Source data —
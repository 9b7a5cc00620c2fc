// src/source/query.rs
//! Search request bodies. Pure; no I/O.

use chrono::{DateTime, SecondsFormat, Utc};
use serde_json::{json, Value};

pub const PUBLISHED_FIELD: &str = "published_at";
pub const DEFAULT_RESULT_CAP: usize = 100;

/// Bool query: optional `published_at >= since` range plus a keyword
/// multi-match (title boosted), newest first, capped at `size`.
///
/// The multi-match only narrows the candidate set; `relevance::keep` has the
/// final word.
pub fn build_search(keywords: &[String], since: Option<DateTime<Utc>>, size: usize) -> Value {
    let mut must = Vec::with_capacity(2);
    if let Some(since) = since {
        must.push(json!({
            "range": {
                PUBLISHED_FIELD: {
                    "gte": since.to_rfc3339_opts(SecondsFormat::Secs, true)
                }
            }
        }));
    }
    if !keywords.is_empty() {
        must.push(json!({
            "multi_match": {
                "query": keywords.join(" "),
                "fields": ["title^2", "content"],
                "type": "best_fields",
                "operator": "or"
            }
        }));
    }

    json!({
        "query": { "bool": { "must": must } },
        "size": size,
        "sort": [ { PUBLISHED_FIELD: { "order": "desc" } } ],
        "track_total_hits": true
    })
}

/// Unfiltered, one-hit probe used only to tell "empty index" from "no matches".
pub fn build_probe() -> Value {
    json!({
        "query": { "match_all": {} },
        "size": 1,
        "track_total_hits": true
    })
}
//! news-sync binary entrypoint.
//! Loads config, connects Redis, then runs the sync loop until SIGINT/SIGTERM.

use anyhow::{Context, Result};
use clap::{Parser, Subcommand};
use std::path::PathBuf;
use std::process::ExitCode;
use tokio_util::sync::CancellationToken;

use news_sync::bootstrap;
use news_sync::config::{Config, DEFAULT_CONFIG_PATH, ENV_CONFIG_PATH};
use news_sync::logging::init_tracing;
use news_sync::metrics::Metrics;

#[derive(Debug, Parser)]
#[command(name = "news-sync", version, about = "Crime news sync: Elasticsearch → Drupal")]
struct Cli {
    /// Path to the TOML configuration file
    #[arg(long, short, global = true, env = ENV_CONFIG_PATH, default_value = DEFAULT_CONFIG_PATH)]
    config: PathBuf,

    #[command(subcommand)]
    command: Option<Command>,
}

#[derive(Debug, Subcommand)]
enum Command {
    /// Run the sync loop (default)
    Run,
    /// Forget delivered item ids so the next cycle may post them again
    ClearSeen {
        #[arg(required = true)]
        ids: Vec<String>,
    },
}

#[tokio::main]
async fn main() -> ExitCode {
    // Load .env in local/dev; no-op in prod environments.
    let _ = dotenvy::dotenv();
    let cli = Cli::parse();

    match run(cli).await {
        Ok(()) => ExitCode::SUCCESS,
        Err(e) => {
            tracing::error!(error = %format!("{e:#}"), "fatal");
            eprintln!("news-sync: {e:#}");
            ExitCode::FAILURE
        }
    }
}

async fn run(cli: Cli) -> Result<()> {
    let cfg = Config::load(&cli.config)
        .with_context(|| format!("load config {}", cli.config.display()))?;
    init_tracing(cfg.debug)?;

    match cli.command.unwrap_or(Command::Run) {
        Command::Run => run_service(cfg).await,
        Command::ClearSeen { ids } => clear_seen(cfg, ids).await,
    }
}

async fn run_service(cfg: Config) -> Result<()> {
    let ledger = bootstrap::connect_ledger(&cfg).await?;
    let service = bootstrap::build_service(&cfg, ledger)?;

    let cancel = CancellationToken::new();
    spawn_shutdown_listener(cancel.clone());

    let metrics = Metrics::init()?;
    let metrics_task = cfg.metrics.listen_addr.clone().map(|addr| {
        let cancel = cancel.clone();
        tokio::spawn(async move {
            if let Err(e) = metrics.serve(&addr, cancel).await {
                tracing::warn!(error = %format!("{e:#}"), "metrics endpoint stopped");
            }
        })
    });

    tracing::info!("starting sync service");
    service.run(cancel.clone()).await;

    cancel.cancel();
    if let Some(task) = metrics_task {
        join_background(task, "metrics").await;
    }
    tracing::info!("service stopped");
    Ok(())
}

async fn clear_seen(cfg: Config, ids: Vec<String>) -> Result<()> {
    let ledger = bootstrap::connect_ledger(&cfg).await?;
    let mut failures = 0usize;
    for id in &ids {
        match ledger.clear(id).await {
            Ok(()) => println!("cleared {id}"),
            Err(e) => {
                failures += 1;
                eprintln!("failed to clear {id}: {e}");
            }
        }
    }
    if failures > 0 {
        anyhow::bail!("{failures} of {} ids could not be cleared", ids.len());
    }
    Ok(())
}

/// Await a background task; a panic or abort is logged, not propagated.
async fn join_background(task: tokio::task::JoinHandle<()>, name: &str) -> bool {
    match task.await {
        Ok(()) => true,
        Err(e) => {
            tracing::warn!(task = name, error = %e, "background task did not finish cleanly");
            false
        }
    }
}

fn spawn_shutdown_listener(cancel: CancellationToken) {
    tokio::spawn(async move {
        wait_for_signal().await;
        tracing::info!("shutdown signal received");
        cancel.cancel();
    });
}

#[cfg(unix)]
async fn wait_for_signal() {
    use tokio::signal::unix::{signal, SignalKind};
    let mut term = match signal(SignalKind::terminate()) {
        Ok(s) => s,
        Err(e) => {
            tracing::warn!(error = %e, "SIGTERM handler unavailable; waiting for Ctrl-C only");
            let _ = tokio::signal::ctrl_c().await;
            return;
        }
    };
    tokio::select! {
        _ = tokio::signal::ctrl_c() => {}
        _ = term.recv() => {}
    }
}

#[cfg(not(unix))]
async fn wait_for_signal() {
    let _ = tokio::signal::ctrl_c().await;
}
// src/store/redis.rs
use async_trait::async_trait;
use redis::aio::ConnectionManager;
use redis::{AsyncCommands, Client};
use std::time::Duration;

use super::DuplicateStore;
use crate::error::SyncError;

const SENTINEL: &str = "1";

/// Redis-backed store. Expiry is delegated to Redis (`SET .. EX`).
#[derive(Clone)]
pub struct RedisStore {
    connection: ConnectionManager,
}

impl RedisStore {
    /// Open a managed connection and PING it. Boot fails if Redis is not
    /// reachable within `timeout`.
    pub async fn connect(url: &str, timeout: Duration) -> Result<Self, SyncError> {
        let client = Client::open(url)?;
        let connect = async {
            let mut connection = ConnectionManager::new(client).await?;
            let _pong: String = redis::cmd("PING").query_async(&mut connection).await?;
            Ok::<_, redis::RedisError>(connection)
        };
        let connection = tokio::time::timeout(timeout, connect)
            .await
            .map_err(|_| SyncError::Store(format!("redis ping timed out after {timeout:?}")))??;
        Ok(Self { connection })
    }
}

#[async_trait]
impl DuplicateStore for RedisStore {
    async fn exists(&self, key: &str) -> Result<bool, SyncError> {
        let mut conn = self.connection.clone();
        let found: bool = conn.exists(key).await?;
        Ok(found)
    }

    async fn set_with_ttl(&self, key: &str, ttl: Duration) -> Result<(), SyncError> {
        let mut conn = self.connection.clone();
        // EX 0 is rejected by Redis
        let secs = ttl.as_secs().max(1);
        let _: () = conn.set_ex(key, SENTINEL, secs).await?;
        Ok(())
    }

    async fn delete(&self, key: &str) -> Result<(), SyncError> {
        let mut conn = self.connection.clone();
        let _: () = conn.del(key).await?;
        Ok(())
    }
}
// src/throttle.rs
//! Process-wide token bucket bounding calls to the destination API.
//! One instance is shared by every tenant; it is never persisted.

use std::sync::Mutex;
use std::time::Duration;
use tokio::time::Instant;
use tokio_util::sync::CancellationToken;

use crate::error::SyncError;

pub const DEFAULT_RATE_PER_SEC: u32 = 10;

#[derive(Debug)]
struct Bucket {
    tokens: f64,
    last_refill: Instant,
}

#[derive(Debug)]
pub struct DeliveryThrottle {
    rate_per_sec: f64,
    burst: f64,
    bucket: Mutex<Bucket>,
}

impl DeliveryThrottle {
    /// `rate_per_sec` and `burst` are clamped to at least 1. Starts full.
    pub fn new(rate_per_sec: u32, burst: u32) -> Self {
        let burst = f64::from(burst.max(1));
        Self {
            rate_per_sec: f64::from(rate_per_sec.max(1)),
            burst,
            bucket: Mutex::new(Bucket {
                tokens: burst,
                last_refill: Instant::now(),
            }),
        }
    }

    pub fn rate_per_sec(&self) -> f64 {
        self.rate_per_sec
    }

    pub fn burst(&self) -> f64 {
        self.burst
    }

    /// Take one token or report how long until one is available.
    fn try_take(&self) -> Result<(), Duration> {
        let mut b = self.bucket.lock().expect("throttle mutex poisoned");
        let now = Instant::now();
        let elapsed = now.saturating_duration_since(b.last_refill).as_secs_f64();
        b.tokens = (b.tokens + elapsed * self.rate_per_sec).min(self.burst);
        b.last_refill = now;

        if b.tokens >= 1.0 {
            b.tokens -= 1.0;
            Ok(())
        } else {
            let missing = 1.0 - b.tokens;
            Err(Duration::from_secs_f64(missing / self.rate_per_sec))
        }
    }

    /// Wait for a token. Returns `SyncError::Cancelled` if `cancel` fires first;
    /// callers treat that as fatal for the current cycle.
    pub async fn acquire(&self, cancel: &CancellationToken) -> Result<(), SyncError> {
        loop {
            if cancel.is_cancelled() {
                return Err(SyncError::Cancelled);
            }
            let wait = match self.try_take() {
                Ok(()) => return Ok(()),
                Err(wait) => wait,
            };
            tokio::select! {
                _ = cancel.cancelled() => return Err(SyncError::Cancelled),
                _ = tokio::time::sleep(wait) => {}
            }
        }
    }
}

impl Default for DeliveryThrottle {
    fn default() -> Self {
        Self::new(DEFAULT_RATE_PER_SEC, DEFAULT_RATE_PER_SEC)
    }
}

How to complete this task — Say how many lines above hold the word "PathBuf", giving only the count.

Task answer — 2